• Welcome to the new COTI server. We've moved the Citizens to a new server. Please let us know in the COTI Website issue forum if you find any problems.

Representation in Traveller art

Status
Not open for further replies.

Adam Dray

SOC-13
Baronet
Marquis
I did an informal review of the Mongoose Traveller Core Rulebook, and it's actually pretty decent at including illustrations of women and people of color, though it could be better. It's just distributed oddly.

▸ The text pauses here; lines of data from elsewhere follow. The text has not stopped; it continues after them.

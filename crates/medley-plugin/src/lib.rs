// SPDX-FileCopyrightText: 2026 Medley Contributors
// SPDX-License-Identifier: MIT OR Apache-2.0

//! Plugin registry and capability traits for the Medley media framework.
//!
//! A caller asks the registry to resolve a content-type identifier; the
//! registry returns a factory or `None`; the caller instantiates a plugin
//! from the factory. Long-running work those instances perform (transmux,
//! manifest load) comes back as [`medley_ops::AbortableOperation`] values,
//! so the caller keeps one cancellation and completion contract regardless
//! of which plugin implementation is in use.

pub mod capabilities;
pub mod kinds;
pub mod registry;
pub mod shared;

pub use capabilities::{ManifestParser, ManifestParserFactory, Transmuxer, TransmuxerFactory};
pub use kinds::{
    ManifestParserRegistry, SharedManifestParserRegistry, SharedTransmuxerRegistry,
    TransmuxerRegistry,
};
pub use registry::PluginRegistry;
pub use shared::SharedRegistry;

I looked at each illustration. If it contained obvious humanoid figures, I categorized them.

My skin tone categories were "alien" (meaning, to me, skin tone and gender were not useful concepts), "white" (meaning that the skin tone was pretty clearly white), "POC" (meaning that the skin tone was pretty clearly not white), or "can't tell skin tone."

My sex categories were "male" (presenting typical male features), "female" (presenting typical female features), or "can't tell sex."

I also noted if the figure was completely covered in a spacesuit or battlesuit, as there are a lot of these.


OVERALL

70 figures

White: 47%
POC: 13%
Can't Tell Skin: 29% (10% completely covered)

Male: 50%
Female: 19%
Can't Tell Sex: 20% (10% completely covered)

Alien: 11%


FIRST QUARTER OF BOOK
(Character Creation, pp 1-47)

44 figures

White: 64%
POC: 5% (2)
Can't Tell Skin: 18% (9% completely covered)

Male: 50%
Female: 23%
Can't Tell Sex: 14% (9% completely covered)

Alien: 14%



SECOND QUARTER OF BOOK
(Skills & Tasks, Combat, Encounters & Dangers, Equipment, pp 48-104)

19 figures

White: 11% (2)
POC: 32%
Can't Tell Skin: 58% (16% completely covered)

Male: 53%
Female: 11% (2)
Can't Tell Sex: 37% (16% completely covered)

Alien: 0%



LAST HALF OF BOOK
(Spacecraft, Space Combat, Psionics, Trade, Worlds, Index, pp 105-188)

7 figures

White: 43%
POC: 14% (1)
Can't Tell Skin: 14% (0% completely covered)

Male: 43%
Female: 14% (1)
Can't Tell Sex: 14% (15.8% completely covered)

Alien: 29%



Cheesecake and Beefcake

I also looked at each image and made a very subjective determination about whether the image focused on "cheesecake and beefcake." Note that I made this determination for each figure, regardless of gender. Also note that I don't care if it's "sexy" as a side-effect, but rather if it contained (again, IMO) overtly sexualized imagery.

I realize that people will disagree on what falls into this category, or why. I'm also not judging this content as good or bad. It just is.

13 of the 70 images (19%) fell into this category, by my estimation. Of those 13, 9 were female, 4 were male.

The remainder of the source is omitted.